(Data entries)

----------------

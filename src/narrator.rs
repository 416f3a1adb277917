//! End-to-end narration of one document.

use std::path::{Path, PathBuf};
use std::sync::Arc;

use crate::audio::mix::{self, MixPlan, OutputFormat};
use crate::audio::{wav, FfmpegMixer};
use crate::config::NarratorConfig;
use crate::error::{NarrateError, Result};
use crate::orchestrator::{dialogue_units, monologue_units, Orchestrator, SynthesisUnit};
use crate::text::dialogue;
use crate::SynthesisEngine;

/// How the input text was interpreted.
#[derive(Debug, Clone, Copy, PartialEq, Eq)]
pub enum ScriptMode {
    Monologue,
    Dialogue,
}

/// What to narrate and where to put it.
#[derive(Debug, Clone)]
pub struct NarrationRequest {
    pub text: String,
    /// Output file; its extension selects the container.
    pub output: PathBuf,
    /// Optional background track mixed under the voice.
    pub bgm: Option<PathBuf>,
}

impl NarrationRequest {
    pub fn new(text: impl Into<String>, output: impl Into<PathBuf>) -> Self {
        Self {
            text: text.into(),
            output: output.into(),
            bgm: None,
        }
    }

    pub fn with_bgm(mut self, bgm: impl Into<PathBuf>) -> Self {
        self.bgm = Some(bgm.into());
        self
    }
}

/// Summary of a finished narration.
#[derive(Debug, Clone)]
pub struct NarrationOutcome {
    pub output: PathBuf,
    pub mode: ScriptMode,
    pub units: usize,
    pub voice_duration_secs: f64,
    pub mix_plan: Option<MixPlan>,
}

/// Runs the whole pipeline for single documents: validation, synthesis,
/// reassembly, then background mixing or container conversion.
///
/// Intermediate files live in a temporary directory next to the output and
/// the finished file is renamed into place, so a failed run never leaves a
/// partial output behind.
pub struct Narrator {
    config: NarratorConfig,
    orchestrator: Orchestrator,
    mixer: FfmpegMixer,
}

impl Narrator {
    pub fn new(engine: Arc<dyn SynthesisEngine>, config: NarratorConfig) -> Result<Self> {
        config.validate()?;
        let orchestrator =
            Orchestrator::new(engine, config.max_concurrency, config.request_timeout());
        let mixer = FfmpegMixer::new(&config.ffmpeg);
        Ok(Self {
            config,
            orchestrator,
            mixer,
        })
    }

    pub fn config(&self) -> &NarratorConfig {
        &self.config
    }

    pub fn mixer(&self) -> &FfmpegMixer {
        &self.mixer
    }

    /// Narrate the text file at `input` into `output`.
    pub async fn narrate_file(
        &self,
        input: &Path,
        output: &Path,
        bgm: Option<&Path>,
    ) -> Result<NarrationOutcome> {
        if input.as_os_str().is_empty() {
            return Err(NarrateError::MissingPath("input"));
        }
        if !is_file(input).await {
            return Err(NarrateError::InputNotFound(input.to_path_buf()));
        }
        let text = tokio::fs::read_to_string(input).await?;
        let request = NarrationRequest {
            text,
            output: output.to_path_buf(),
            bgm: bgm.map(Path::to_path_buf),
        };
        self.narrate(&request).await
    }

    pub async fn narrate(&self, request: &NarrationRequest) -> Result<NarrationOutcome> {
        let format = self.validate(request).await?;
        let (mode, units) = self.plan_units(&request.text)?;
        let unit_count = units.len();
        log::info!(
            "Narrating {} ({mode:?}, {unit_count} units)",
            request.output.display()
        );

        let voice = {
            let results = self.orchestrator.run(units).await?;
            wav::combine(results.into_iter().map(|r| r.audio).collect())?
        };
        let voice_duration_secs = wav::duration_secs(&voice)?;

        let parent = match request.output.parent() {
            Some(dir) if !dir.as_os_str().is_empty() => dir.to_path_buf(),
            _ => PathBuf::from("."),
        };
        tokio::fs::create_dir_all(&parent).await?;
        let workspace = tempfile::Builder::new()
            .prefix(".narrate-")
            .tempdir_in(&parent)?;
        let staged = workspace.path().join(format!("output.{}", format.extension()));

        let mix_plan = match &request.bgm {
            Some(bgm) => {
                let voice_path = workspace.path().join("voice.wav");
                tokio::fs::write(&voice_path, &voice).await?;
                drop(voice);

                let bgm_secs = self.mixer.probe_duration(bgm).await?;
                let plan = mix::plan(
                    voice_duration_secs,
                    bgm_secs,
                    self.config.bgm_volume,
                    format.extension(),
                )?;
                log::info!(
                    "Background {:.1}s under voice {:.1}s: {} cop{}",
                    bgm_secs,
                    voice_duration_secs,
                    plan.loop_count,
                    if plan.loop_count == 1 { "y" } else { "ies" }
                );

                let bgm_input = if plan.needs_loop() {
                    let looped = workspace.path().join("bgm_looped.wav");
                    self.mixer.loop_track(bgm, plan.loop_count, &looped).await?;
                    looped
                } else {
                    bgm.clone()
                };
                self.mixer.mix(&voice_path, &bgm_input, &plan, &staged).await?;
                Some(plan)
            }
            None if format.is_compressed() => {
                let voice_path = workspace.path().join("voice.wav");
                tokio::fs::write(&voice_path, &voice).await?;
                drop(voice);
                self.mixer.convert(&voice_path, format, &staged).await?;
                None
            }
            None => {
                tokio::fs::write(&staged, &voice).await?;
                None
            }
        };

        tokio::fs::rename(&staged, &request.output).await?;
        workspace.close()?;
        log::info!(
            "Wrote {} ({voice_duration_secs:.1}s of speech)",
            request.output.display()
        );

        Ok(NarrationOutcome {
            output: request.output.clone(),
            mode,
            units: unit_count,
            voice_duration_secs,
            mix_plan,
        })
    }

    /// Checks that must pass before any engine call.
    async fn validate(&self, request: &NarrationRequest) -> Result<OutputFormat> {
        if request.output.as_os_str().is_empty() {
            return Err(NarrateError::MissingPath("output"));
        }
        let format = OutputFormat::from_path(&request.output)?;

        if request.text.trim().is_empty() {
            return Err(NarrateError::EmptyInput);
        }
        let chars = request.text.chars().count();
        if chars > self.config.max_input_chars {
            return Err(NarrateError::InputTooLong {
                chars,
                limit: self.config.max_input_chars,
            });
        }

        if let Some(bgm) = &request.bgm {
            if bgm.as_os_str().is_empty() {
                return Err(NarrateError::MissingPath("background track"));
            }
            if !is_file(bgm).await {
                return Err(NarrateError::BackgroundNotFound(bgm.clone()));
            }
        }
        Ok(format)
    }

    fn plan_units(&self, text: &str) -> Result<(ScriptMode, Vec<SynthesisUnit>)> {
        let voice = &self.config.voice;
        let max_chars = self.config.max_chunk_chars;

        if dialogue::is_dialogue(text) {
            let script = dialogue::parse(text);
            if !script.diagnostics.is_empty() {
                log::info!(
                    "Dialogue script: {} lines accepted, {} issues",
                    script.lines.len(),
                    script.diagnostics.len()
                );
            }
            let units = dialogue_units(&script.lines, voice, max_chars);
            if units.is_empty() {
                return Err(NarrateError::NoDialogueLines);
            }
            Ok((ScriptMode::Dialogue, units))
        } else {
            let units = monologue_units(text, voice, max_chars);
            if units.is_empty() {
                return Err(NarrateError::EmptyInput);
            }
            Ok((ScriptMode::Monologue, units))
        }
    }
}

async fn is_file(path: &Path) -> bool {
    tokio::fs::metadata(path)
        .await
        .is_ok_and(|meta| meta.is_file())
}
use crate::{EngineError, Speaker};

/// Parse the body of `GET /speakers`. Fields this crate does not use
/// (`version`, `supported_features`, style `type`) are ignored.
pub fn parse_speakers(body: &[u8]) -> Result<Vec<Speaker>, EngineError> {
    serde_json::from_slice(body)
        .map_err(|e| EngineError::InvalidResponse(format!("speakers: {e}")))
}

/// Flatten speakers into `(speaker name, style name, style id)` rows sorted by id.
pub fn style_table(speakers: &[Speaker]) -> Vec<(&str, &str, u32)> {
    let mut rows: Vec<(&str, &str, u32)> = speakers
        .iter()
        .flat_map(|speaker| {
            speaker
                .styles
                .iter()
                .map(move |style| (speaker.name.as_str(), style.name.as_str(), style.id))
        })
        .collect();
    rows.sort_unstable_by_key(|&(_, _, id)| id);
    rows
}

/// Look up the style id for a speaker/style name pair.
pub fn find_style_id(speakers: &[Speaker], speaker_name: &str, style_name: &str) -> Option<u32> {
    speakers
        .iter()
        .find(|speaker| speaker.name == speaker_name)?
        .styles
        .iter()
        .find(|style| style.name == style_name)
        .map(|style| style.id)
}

----------------

WHAT YOU WILL DO: All that belongs in the answer is the lines from the start of the entries above through the line containing "pub fn config(&self)", each given exactly.

WRITTEN RESPONSE:
filename src/narrator.rs
repository 416f3a1adb277917
//! End-to-end narration of one document.

use std::path::{Path, PathBuf};
use std::sync::Arc;

use crate::audio::mix::{self, MixPlan, OutputFormat};
use crate::audio::{wav, FfmpegMixer};
use crate::config::NarratorConfig;
use crate::error::{NarrateError, Result};
use crate::orchestrator::{dialogue_units, monologue_units, Orchestrator, SynthesisUnit};
use crate::text::dialogue;
use crate::SynthesisEngine;

/// How the input text was interpreted.
#[derive(Debug, Clone, Copy, PartialEq, Eq)]
pub enum ScriptMode {
    Monologue,
    Dialogue,
}

/// What to narrate and where to put it.
#[derive(Debug, Clone)]
pub struct NarrationRequest {
    pub text: String,
    /// Output file; its extension selects the container.
    pub output: PathBuf,
    /// Optional background track mixed under the voice.
    pub bgm: Option<PathBuf>,
}

impl NarrationRequest {
    pub fn new(text: impl Into<String>, output: impl Into<PathBuf>) -> Self {
        Self {
            text: text.into(),
            output: output.into(),
            bgm: None,
        }
    }

    pub fn with_bgm(mut self, bgm: impl Into<PathBuf>) -> Self {
        self.bgm = Some(bgm.into());
        self
    }
}

/// Summary of a finished narration.
#[derive(Debug, Clone)]
pub struct NarrationOutcome {
    pub output: PathBuf,
    pub mode: ScriptMode,
    pub units: usize,
    pub voice_duration_secs: f64,
    pub mix_plan: Option<MixPlan>,
}

/// Runs the whole pipeline for single documents: validation, synthesis,
/// reassembly, then background mixing or container conversion.
///
/// Intermediate files live in a temporary directory next to the output and
/// the finished file is renamed into place, so a failed run never leaves a
/// partial output behind.
pub struct Narrator {
    config: NarratorConfig,
    orchestrator: Orchestrator,
    mixer: FfmpegMixer,
}

impl Narrator {
    pub fn new(engine: Arc<dyn SynthesisEngine>, config: NarratorConfig) -> Result<Self> {
        config.validate()?;
        let orchestrator =
            Orchestrator::new(engine, config.max_concurrency, config.request_timeout());
        let mixer = FfmpegMixer::new(&config.ffmpeg);
        Ok(Self {
            config,
            orchestrator,
            mixer,
        })
    }

    pub fn config(&self) -> &NarratorConfig {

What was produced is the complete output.